Given information:
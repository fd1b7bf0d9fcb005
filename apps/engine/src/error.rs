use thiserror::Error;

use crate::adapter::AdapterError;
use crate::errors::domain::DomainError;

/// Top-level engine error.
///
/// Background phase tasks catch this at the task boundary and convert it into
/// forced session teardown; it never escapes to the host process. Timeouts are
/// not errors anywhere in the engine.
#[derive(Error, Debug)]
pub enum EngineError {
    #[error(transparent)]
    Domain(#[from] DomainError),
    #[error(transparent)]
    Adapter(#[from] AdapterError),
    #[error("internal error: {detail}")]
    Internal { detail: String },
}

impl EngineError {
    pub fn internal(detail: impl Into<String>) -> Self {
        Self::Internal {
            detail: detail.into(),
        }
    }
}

To do: Return the listing above in its entirety, word for word.

Output below:
repository fd1b7bf0d9fcb005
filename apps/engine/src/error.rs
use thiserror::Error;

use crate::adapter::AdapterError;
use crate::errors::domain::DomainError;

/// Top-level engine error.
///
/// Background phase tasks catch this at the task boundary and convert it into
/// forced session teardown; it never escapes to the host process. Timeouts are
/// not errors anywhere in the engine.
#[derive(Error, Debug)]
pub enum EngineError {
    #[error(transparent)]
    Domain(#[from] DomainError),
    #[error(transparent)]
    Adapter(#[from] AdapterError),
    #[error("internal error: {detail}")]
    Internal { detail: String },
}

impl EngineError {
    pub fn internal(detail: impl Into<String>) -> Self {
        Self::Internal {
            detail: detail.into(),
        }
    }
}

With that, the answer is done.